Input material →
········

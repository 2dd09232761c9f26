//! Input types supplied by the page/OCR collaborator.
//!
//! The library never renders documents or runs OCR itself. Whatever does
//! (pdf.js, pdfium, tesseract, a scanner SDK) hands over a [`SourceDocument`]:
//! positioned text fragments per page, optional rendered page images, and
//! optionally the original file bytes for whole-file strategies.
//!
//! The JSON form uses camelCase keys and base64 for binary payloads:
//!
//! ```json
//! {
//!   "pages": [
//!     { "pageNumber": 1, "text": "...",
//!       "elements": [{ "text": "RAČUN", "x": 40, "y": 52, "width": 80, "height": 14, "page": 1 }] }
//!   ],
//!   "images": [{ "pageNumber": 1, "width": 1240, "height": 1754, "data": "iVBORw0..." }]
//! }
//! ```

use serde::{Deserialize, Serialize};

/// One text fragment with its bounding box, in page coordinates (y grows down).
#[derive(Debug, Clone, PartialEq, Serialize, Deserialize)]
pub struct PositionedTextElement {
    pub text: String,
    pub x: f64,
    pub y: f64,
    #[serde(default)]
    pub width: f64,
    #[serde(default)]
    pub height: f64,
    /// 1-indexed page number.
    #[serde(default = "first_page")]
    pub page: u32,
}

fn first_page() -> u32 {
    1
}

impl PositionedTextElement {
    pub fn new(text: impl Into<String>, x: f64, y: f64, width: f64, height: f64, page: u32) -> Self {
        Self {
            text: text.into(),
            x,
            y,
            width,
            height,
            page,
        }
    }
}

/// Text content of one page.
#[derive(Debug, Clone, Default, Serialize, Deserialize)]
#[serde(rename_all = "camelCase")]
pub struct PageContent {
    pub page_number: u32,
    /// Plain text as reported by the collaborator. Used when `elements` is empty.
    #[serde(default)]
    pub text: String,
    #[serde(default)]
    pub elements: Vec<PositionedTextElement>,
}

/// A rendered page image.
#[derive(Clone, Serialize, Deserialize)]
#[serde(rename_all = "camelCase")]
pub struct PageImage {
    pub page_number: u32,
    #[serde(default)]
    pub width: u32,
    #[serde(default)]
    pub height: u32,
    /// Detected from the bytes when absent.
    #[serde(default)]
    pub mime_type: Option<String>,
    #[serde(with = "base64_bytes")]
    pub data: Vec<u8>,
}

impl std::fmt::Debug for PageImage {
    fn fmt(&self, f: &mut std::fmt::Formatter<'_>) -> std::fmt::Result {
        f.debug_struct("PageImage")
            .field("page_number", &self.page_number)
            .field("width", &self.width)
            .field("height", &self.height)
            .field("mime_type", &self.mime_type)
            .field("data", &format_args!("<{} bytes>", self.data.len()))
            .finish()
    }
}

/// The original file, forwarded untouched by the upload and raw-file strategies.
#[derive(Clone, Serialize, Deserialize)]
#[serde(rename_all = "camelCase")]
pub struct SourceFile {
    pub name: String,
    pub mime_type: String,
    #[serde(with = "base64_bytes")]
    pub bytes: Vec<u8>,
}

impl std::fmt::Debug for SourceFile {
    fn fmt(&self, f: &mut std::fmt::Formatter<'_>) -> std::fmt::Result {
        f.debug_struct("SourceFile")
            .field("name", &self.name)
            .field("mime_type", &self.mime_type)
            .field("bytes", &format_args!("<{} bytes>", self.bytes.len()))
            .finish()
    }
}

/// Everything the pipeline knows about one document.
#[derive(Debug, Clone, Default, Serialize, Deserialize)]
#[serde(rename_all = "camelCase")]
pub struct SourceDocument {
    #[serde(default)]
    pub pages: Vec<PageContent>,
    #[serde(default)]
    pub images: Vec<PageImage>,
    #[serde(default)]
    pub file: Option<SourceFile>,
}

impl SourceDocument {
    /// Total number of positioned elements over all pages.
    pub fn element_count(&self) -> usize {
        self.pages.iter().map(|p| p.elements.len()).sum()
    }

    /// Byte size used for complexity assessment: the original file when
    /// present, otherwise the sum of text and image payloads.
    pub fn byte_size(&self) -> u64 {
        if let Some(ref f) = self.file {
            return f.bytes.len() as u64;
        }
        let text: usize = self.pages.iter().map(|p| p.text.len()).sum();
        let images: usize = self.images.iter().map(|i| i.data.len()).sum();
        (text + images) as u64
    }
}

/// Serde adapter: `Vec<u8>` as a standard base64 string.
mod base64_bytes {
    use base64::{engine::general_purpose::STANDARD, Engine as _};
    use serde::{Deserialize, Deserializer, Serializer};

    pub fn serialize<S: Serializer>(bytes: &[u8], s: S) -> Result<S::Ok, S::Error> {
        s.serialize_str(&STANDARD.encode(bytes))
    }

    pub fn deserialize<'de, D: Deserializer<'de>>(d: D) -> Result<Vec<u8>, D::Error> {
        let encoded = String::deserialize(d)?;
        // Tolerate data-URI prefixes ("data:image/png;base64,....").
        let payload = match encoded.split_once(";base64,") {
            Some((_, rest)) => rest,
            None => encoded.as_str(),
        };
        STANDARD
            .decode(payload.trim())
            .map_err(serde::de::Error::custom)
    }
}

········

To do → Every line in the records above with the string "rendered" in it should be shown.

Task result →
//! positioned text fragments per page, optional rendered page images, and
/// A rendered page image.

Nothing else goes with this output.